Research Sheds Light On Potential Causes of Infertility
Even in the best-case scenario, when fertility clinics transfer chromosomally normal embryos into a would-be mother’s uterus, the procedure only leads to a live birth half of the time. Some embryo transfers result in a pregnancy, and then miscarriage; but in 30 to 35% of cases, the embryo doesn’t even implant in the uterus.
For decades, fertility research has focused intensely on embryo quality, but some scientists have begun to suspect that the overlooked problem lies in the uterus itself. New research from Rutgers Health and Michigan State University supports that view.
The study in JCI Insight identified 556 genes, concentrated in gland cells in the uterine lining (endometrium), that are increased in fertile women – but not in those who have struggled with infertility – when the uterus enters its brief window of receptivity.
“This was one of the first attempts to really look at the menstrual cycle in women who are fertile and try and understand how the endometrium is changing, how it becomes briefly receptive to embryo attachment at the most fundamental level,” said Nataki Douglas, an associate professor of obstetrics, gynecology and reproductive health at Rutgers New Jersey Medical School and senior author of the study.
The researchers couldn’t sample endometrial tissue just before the embryo transfer after in vitro fertilization and compare samples from patients whose treatments did and didn’t succeed, as such procedures could disrupt early pregnancy and create failures.
Instead, the team enrolled 30 patients from University Hospital in Newark, women with regular menstrual cycles and proven fertility. Participants used ovulation predictor kits and coordinated with the research team to ensure endometrial biopsies occurred precisely at different phases of the menstrual cycle. Blood hormone levels and microscopic examination confirmed the timing and thus provided a level of rigor the researchers said was lacking in previous work.
To read the endometrium’s shifting biology, the researchers used two sequencing approaches: one that measures gene activity in the tissue as a whole and another that measures it cell by cell.
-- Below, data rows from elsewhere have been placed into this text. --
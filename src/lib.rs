//! Navflow - navigation analytics over page-view event logs
//!
//! Navflow turns a raw page-view extraction into a cleaned event log and two
//! views of how users move between application sections through a
//! deterministic pipeline: identity cleaning → datetime reconstruction →
//! category resolution → deduplication → transition graph → chord layout and
//! cohort hierarchy.
//!
//! ## Modules
//!
//! - **Cleaning**: [`normalizer`], [`resolver`], [`dedup`] with an [`audit`] trail
//! - **Graph**: [`graph`] transition counts over per-user sequences, [`cohort`] partition
//! - **Rendering inputs**: [`layout`] chord geometry, [`hierarchy`] treemap nodes
//! - **Batch**: [`pipeline::Analyzer`] runs everything from file to artifacts

pub mod audit;
pub mod cohort;
pub mod config;
pub mod dedup;
pub mod encoder;
pub mod error;
pub mod extract;
pub mod graph;
pub mod hierarchy;
pub mod layout;
pub mod loader;
pub mod normalizer;
pub mod pipeline;
pub mod resolver;
pub mod style;
pub mod summary;
pub mod types;

pub use audit::{AuditLog, Stage};
pub use cohort::{CohortAssignment, CohortTable, RunCohorts};
pub use config::{AnalysisConfig, CleaningRules, InputColumns};
pub use error::AnalysisError;
pub use extract::{extract_to_csv, QueryCatalog, RowExtractor};
pub use graph::TransitionGraph;
pub use hierarchy::{build_hierarchy, Hierarchy};
pub use layout::{chord_layout, ChordLayout};
pub use pipeline::{Analyzer, CleaningOutcome, RunReport};
pub use summary::DatasetSummary;
pub use types::{CleanedDataset, EventRecord, RawRecord};

/// Navflow version embedded in all artifacts
pub const NAVFLOW_VERSION: &str = env!("CARGO_PKG_VERSION");

/// Producer name for artifacts
pub const PRODUCER_NAME: &str = "navflow";
//! Category resolution
//!
//! Derives a display-name category from the raw path: excluded paths are
//! dropped, the segment after the first `/` (past any configured prefix) is
//! extracted, and the segment is remapped through the category table.

use crate::config::CleaningRules;
use crate::types::{EventRecord, NormalizedRecord};
use tracing::debug;

/// Resolver turning raw paths into categories
pub struct CategoryResolver;

impl CategoryResolver {
    /// Resolve the category of every row, dropping rows with an excluded path
    pub fn resolve(rows: Vec<NormalizedRecord>, rules: &CleaningRules) -> Vec<EventRecord> {
        let before = rows.len();
        let resolved: Vec<EventRecord> = rows
            .into_iter()
            .filter(|row| !rules.excluded_paths.is_match(&row.path))
            .map(|row| EventRecord {
                category: resolve_category(&row.path, rules),
                identity: row.identity,
                start_date: row.start_date,
                start_time: row.start_time,
                datetime: row.datetime,
            })
            .collect();

        debug!(
            dropped = before - resolved.len(),
            kept = resolved.len(),
            "resolved categories"
        );
        resolved
    }
}

/// Slug for a raw path: the segment after the first `/`.
///
/// Values without `/` pass through. A leading segment listed in `prefixes`
/// is skipped when another segment follows it (`/app/settings` → `settings`),
/// so `/itk/42` → `itk` and `/settings` → `settings`.
pub fn extract_segment<'a>(raw: &'a str, prefixes: &[String]) -> &'a str {
    let rest = match raw.split_once('/') {
        Some((_, rest)) => rest,
        None => return raw,
    };
    let mut segments = rest.split('/');
    let first = segments.next().unwrap_or_default();
    if prefixes.iter().any(|prefix| prefix == first) {
        if let Some(next) = segments.next().filter(|s| !s.is_empty()) {
            return next;
        }
    }
    first
}

/// Display name for a raw path; unmapped slugs keep their raw value
pub fn resolve_category(raw: &str, rules: &CleaningRules) -> String {
    let segment = extract_segment(raw, &rules.path_prefixes);
    rules
        .category_mapping
        .get(segment)
        .cloned()
        .unwrap_or_else(|| segment.to_string())
}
Both approaches told the same story: The largest molecular transition occurred as the menstrual cycle entered the mid-secretory phase, which is usually the window for embryo implantation.
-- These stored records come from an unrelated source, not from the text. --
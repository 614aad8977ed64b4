//! Error types for Navflow

use thiserror::Error;

/// Errors that can occur while loading, cleaning or analyzing navigation data
#[derive(Debug, Error)]
pub enum AnalysisError {
    #[error("I/O error: {0}")]
    Io(#[from] std::io::Error),

    #[error("CSV error: {0}")]
    Csv(#[from] csv::Error),

    #[error("Invalid JSON: {0}")]
    Json(#[from] serde_json::Error),

    #[error("Missing required column: {0}")]
    MissingColumn(String),

    #[error("Invalid configuration: {0}")]
    InvalidConfig(String),

    #[error("Invalid path pattern: {0}")]
    InvalidPattern(#[from] regex::Error),

    #[error("Invalid date: {0}")]
    InvalidDate(String),

    #[error("Query configuration not found: {0}")]
    QueryNotFound(String),

    #[error("No rows returned for query: {0}")]
    NoRows(String),
}
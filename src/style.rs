//! Presentation policy
//!
//! Pure functions mapping counts to visual weights and colors. The graph and
//! layout math never depends on these values.

/// Opacity never exceeds this value, however heavy the transition
pub const MAX_EDGE_OPACITY: f64 = 0.8;

/// Node size before the visit bonus
pub const BASE_NODE_SIZE: f64 = 20.0;

/// Largest visit bonus added to a node
pub const MAX_NODE_BONUS: f64 = 30.0;

/// Edge opacity: `min(0.8, count / 10)`
pub fn edge_opacity(count: u64) -> f64 {
    (count as f64 / 10.0).min(MAX_EDGE_OPACITY)
}

/// Edge width: `1 + count / 10`, unbounded
pub fn edge_width(count: u64) -> f64 {
    1.0 + count as f64 / 10.0
}

/// Node size: `20 + min(30, visits / 50)`
pub fn node_size(visits: usize) -> f64 {
    BASE_NODE_SIZE + (visits as f64 / 50.0).min(MAX_NODE_BONUS)
}

/// Parse a `#RRGGBB` color
pub fn parse_hex_color(hex: &str) -> Option<(u8, u8, u8)> {
    let digits = hex.strip_prefix('#')?;
    if digits.len() != 6 || !digits.is_ascii() {
        return None;
    }
    let channel = |i: usize| u8::from_str_radix(&digits[i..i + 2], 16).ok();
    Some((channel(0)?, channel(2)?, channel(4)?))
}

/// `rgba(r, g, b, alpha)` for a `#RRGGBB` color; black when unparseable
pub fn rgba(hex: &str, alpha: f64) -> String {
    let (r, g, b) = parse_hex_color(hex).unwrap_or((0, 0, 0));
    format!("rgba({}, {}, {}, {})", r, g, b, alpha)
}

#[cfg(test)]
mod tests {
    use super::*;

    #[test]
    fn test_edge_opacity_saturates() {
        assert!((edge_opacity(1) - 0.1).abs() < 1e-9);
        assert!((edge_opacity(5) - 0.5).abs() < 1e-9);
        assert_eq!(edge_opacity(8), MAX_EDGE_OPACITY);
        assert_eq!(edge_opacity(500), MAX_EDGE_OPACITY);
    }

    #[test]
    fn test_edge_width_grows_linearly() {
        assert!((edge_width(0) - 1.0).abs() < 1e-9);
        assert!((edge_width(10) - 2.0).abs() < 1e-9);
        assert!((edge_width(1000) - 101.0).abs() < 1e-9);
    }

    #[test]
    fn test_node_size_capped() {
        assert_eq!(node_size(0), 20.0);
        assert!((node_size(100) - 22.0).abs() < 1e-9);
        assert_eq!(node_size(1500), 50.0);
        assert_eq!(node_size(1_000_000), 50.0);
    }

    #[test]
    fn test_hex_colors() {
        assert_eq!(parse_hex_color("#FF9E9E"), Some((255, 158, 158)));
        assert_eq!(parse_hex_color("#a2d5a2"), Some((162, 213, 162)));
        assert_eq!(parse_hex_color("FF9E9E"), None);
        assert_eq!(parse_hex_color("#FFF"), None);
        assert_eq!(parse_hex_color("#GG0000"), None);
        assert_eq!(rgba("#FFD580", 0.5), "rgba(255, 213, 128, 0.5)");
    }
}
The most striking changes were in specialized cells in uterine glands that produce molecules thought to nourish an embryo and help orchestrate implantation. Previous research has established the importance of these glands in mice and sheep, but this is the first human evidence for the glandular epithelium’s central role, said the authors, who noted that the correlation of their findings from mostly Black and Hispanic patients at University Hospital with those from mostly white patients in past research is the first evidence that similar factors drive infertility across races.
From those patterns, the researchers defined a 556-gene signature they called the Glandular Epithelium Receptivity Module (GERM). When they applied a GERM score to published datasets, it was consistently lower in women with recurrent implantation failure or pregnancy loss than in fertile controls.
The work remains far from clinical application. Douglas, who is also a member of the Rutgers Center for Immunity and Inflammation, said the next steps include shrinking the gene list to something practical and prospectively recruiting patients with implantation failure to test whether the signature predicts outcomes.
The broader hope is that understanding uterine readiness could let clinicians identify when a patient’s endometrium is malfunctioning and eventually fix any problems they find.
“Once we can identify those who are at risk and the genes that are the most important in this 556, ones that we know code for particular proteins we might be able to add synthetically, then we may be able to work on therapeutic approaches,” Douglas said.